Materials provided ::
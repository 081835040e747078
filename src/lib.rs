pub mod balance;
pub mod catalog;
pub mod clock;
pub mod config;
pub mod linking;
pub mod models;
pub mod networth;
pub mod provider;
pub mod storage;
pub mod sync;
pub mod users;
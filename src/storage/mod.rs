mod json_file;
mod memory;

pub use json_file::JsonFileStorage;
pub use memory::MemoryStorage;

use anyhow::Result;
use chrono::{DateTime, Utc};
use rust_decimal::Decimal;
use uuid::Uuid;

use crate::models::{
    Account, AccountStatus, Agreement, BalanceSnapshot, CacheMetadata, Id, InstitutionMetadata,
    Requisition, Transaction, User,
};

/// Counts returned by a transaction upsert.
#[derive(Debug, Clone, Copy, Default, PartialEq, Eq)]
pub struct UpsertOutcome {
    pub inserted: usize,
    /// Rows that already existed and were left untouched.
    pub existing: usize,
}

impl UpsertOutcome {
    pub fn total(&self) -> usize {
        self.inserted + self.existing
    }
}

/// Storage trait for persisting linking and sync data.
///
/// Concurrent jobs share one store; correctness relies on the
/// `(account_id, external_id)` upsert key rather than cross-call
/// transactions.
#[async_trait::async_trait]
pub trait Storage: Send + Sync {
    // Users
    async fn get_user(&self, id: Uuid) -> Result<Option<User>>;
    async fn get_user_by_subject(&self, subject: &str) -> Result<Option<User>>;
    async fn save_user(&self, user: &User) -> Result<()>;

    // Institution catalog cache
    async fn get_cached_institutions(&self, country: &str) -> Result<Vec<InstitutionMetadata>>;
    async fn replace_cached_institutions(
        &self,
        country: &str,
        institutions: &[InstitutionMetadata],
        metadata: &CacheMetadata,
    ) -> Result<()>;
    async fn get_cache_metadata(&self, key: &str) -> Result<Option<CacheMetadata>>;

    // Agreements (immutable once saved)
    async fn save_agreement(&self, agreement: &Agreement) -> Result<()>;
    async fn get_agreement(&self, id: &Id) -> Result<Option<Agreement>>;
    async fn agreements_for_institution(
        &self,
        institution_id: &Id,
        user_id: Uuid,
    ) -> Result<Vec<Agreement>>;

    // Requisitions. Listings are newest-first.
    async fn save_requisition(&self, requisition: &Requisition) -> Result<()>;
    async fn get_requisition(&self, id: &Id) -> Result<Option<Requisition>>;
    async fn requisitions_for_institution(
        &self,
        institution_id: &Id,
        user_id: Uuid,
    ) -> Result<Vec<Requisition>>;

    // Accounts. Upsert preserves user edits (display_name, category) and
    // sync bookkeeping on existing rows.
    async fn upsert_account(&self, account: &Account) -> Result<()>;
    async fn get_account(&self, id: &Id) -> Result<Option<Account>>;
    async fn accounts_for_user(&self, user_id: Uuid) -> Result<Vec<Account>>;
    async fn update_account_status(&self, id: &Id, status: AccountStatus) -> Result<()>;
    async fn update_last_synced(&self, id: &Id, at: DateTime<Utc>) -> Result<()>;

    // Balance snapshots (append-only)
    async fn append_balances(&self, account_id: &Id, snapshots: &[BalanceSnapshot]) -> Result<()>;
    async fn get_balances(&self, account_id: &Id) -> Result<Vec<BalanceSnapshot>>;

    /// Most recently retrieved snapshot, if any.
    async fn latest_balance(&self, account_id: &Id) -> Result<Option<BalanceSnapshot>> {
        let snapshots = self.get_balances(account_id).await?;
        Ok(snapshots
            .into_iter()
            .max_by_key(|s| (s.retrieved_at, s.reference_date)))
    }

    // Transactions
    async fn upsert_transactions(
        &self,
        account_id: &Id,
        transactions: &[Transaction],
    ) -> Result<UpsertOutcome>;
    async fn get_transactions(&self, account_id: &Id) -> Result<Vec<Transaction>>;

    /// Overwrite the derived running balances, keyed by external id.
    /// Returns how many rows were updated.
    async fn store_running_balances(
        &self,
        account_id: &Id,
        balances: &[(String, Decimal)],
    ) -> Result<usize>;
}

* * *

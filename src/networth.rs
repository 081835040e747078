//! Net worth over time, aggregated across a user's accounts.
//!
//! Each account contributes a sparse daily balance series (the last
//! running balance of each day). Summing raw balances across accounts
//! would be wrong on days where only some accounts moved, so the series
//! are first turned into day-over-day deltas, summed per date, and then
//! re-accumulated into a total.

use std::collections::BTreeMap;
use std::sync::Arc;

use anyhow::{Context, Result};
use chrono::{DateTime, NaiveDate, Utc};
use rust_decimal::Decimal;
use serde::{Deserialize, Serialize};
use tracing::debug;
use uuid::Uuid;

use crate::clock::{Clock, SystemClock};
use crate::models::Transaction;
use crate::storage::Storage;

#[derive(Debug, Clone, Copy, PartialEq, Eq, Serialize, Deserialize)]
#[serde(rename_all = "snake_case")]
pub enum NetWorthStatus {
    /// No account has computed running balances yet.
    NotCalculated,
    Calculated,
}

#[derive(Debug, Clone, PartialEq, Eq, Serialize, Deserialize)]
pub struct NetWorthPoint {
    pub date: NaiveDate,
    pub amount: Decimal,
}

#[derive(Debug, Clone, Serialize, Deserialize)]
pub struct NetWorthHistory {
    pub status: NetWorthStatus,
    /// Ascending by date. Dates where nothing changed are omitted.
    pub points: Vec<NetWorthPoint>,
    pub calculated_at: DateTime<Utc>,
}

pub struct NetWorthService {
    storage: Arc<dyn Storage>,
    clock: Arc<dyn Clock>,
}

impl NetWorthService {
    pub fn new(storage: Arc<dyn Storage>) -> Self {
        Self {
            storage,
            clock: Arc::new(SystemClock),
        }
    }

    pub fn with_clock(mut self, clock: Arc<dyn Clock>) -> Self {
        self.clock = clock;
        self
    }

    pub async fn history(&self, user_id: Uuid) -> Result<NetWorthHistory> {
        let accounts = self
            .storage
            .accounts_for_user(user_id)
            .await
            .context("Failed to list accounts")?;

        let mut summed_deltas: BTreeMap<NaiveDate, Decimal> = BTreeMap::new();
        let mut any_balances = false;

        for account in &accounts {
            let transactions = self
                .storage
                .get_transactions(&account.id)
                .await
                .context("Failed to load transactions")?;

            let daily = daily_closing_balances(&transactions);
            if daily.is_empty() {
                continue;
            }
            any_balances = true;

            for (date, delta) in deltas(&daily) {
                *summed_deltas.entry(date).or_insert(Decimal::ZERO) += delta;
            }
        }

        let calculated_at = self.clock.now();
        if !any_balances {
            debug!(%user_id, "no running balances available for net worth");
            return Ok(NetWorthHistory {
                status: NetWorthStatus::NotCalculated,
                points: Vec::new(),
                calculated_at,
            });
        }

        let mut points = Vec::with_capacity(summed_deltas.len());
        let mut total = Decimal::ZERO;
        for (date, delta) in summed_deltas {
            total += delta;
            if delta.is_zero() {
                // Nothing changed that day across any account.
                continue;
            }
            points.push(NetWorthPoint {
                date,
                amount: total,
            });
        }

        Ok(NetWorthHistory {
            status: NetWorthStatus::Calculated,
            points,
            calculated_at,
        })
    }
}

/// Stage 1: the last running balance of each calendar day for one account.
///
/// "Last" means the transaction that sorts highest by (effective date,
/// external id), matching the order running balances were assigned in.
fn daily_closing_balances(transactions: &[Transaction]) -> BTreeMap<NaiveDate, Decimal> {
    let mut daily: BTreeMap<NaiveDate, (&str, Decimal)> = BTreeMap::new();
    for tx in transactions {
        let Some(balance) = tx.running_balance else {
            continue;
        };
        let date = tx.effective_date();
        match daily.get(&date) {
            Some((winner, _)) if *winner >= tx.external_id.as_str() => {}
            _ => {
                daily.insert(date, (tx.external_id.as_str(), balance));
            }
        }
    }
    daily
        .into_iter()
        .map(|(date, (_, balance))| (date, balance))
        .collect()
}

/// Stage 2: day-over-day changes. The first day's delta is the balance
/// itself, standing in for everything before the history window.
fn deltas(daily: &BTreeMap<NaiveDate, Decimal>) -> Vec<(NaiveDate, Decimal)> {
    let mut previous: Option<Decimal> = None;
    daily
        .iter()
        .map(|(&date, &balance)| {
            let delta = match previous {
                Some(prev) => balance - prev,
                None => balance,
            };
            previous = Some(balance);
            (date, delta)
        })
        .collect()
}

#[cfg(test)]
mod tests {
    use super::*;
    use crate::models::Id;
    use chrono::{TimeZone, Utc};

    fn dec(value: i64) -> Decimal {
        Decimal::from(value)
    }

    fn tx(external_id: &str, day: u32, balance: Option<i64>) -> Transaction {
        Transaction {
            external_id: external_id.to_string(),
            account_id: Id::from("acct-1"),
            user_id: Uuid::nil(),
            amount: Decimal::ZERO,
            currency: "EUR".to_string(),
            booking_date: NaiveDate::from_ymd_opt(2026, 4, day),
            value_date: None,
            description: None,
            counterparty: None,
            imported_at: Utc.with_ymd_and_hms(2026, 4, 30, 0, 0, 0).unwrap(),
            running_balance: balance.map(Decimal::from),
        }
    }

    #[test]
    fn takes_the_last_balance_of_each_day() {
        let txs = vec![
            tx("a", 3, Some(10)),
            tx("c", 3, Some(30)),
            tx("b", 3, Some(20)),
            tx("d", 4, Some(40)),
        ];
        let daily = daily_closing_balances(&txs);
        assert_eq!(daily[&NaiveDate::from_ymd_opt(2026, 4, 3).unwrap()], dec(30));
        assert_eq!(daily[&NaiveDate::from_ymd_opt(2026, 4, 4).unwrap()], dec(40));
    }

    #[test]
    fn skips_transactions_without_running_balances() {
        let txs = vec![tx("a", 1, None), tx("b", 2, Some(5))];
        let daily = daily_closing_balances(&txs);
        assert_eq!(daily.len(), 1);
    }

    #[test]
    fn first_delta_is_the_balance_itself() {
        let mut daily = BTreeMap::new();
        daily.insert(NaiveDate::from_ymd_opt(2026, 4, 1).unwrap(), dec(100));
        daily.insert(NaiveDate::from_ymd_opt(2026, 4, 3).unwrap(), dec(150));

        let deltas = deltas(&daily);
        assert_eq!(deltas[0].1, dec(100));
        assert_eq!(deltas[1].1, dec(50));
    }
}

* * *

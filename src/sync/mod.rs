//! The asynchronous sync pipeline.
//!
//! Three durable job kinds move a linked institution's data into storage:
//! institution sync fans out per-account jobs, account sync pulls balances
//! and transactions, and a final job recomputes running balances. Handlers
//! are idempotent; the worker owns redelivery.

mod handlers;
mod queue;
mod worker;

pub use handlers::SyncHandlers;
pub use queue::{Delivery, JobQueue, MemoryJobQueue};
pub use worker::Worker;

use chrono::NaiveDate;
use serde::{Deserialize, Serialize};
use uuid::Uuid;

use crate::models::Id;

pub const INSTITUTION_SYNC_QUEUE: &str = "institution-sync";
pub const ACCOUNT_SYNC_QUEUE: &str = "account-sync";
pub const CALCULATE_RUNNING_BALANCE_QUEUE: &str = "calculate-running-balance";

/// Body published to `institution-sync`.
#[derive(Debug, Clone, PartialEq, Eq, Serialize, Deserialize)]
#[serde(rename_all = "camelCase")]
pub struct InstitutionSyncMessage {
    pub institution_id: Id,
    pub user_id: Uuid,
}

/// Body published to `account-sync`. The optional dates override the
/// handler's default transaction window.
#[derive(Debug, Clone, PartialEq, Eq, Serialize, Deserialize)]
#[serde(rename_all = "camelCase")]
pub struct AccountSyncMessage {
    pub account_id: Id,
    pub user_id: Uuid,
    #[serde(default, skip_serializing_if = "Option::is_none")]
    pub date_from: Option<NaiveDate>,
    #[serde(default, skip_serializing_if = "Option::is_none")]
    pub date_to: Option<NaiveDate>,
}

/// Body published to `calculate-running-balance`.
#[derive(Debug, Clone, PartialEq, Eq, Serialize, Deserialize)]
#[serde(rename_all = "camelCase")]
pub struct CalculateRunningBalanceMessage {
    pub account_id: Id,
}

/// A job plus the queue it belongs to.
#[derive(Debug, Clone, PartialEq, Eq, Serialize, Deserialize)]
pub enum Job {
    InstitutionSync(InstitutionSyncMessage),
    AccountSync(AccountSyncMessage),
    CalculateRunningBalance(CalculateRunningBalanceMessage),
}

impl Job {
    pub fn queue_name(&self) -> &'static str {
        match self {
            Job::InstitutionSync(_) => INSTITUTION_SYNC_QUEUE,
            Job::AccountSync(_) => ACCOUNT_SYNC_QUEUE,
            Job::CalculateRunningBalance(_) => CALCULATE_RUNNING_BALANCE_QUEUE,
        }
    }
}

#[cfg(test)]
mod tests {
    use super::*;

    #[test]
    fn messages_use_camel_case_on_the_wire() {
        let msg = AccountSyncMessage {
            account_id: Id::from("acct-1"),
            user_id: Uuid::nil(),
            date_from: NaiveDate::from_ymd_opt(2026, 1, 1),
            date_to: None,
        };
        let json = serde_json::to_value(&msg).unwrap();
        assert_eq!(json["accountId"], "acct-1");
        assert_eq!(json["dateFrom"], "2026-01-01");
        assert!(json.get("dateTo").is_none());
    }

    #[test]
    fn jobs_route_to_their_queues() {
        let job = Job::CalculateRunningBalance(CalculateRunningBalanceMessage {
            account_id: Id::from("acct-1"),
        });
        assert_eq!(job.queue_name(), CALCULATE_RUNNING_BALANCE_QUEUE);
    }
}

What is required :: Filter the listing above, keeping only the lines with "inserted".

Exercise solution ::
    pub inserted: usize,
        self.inserted + self.existing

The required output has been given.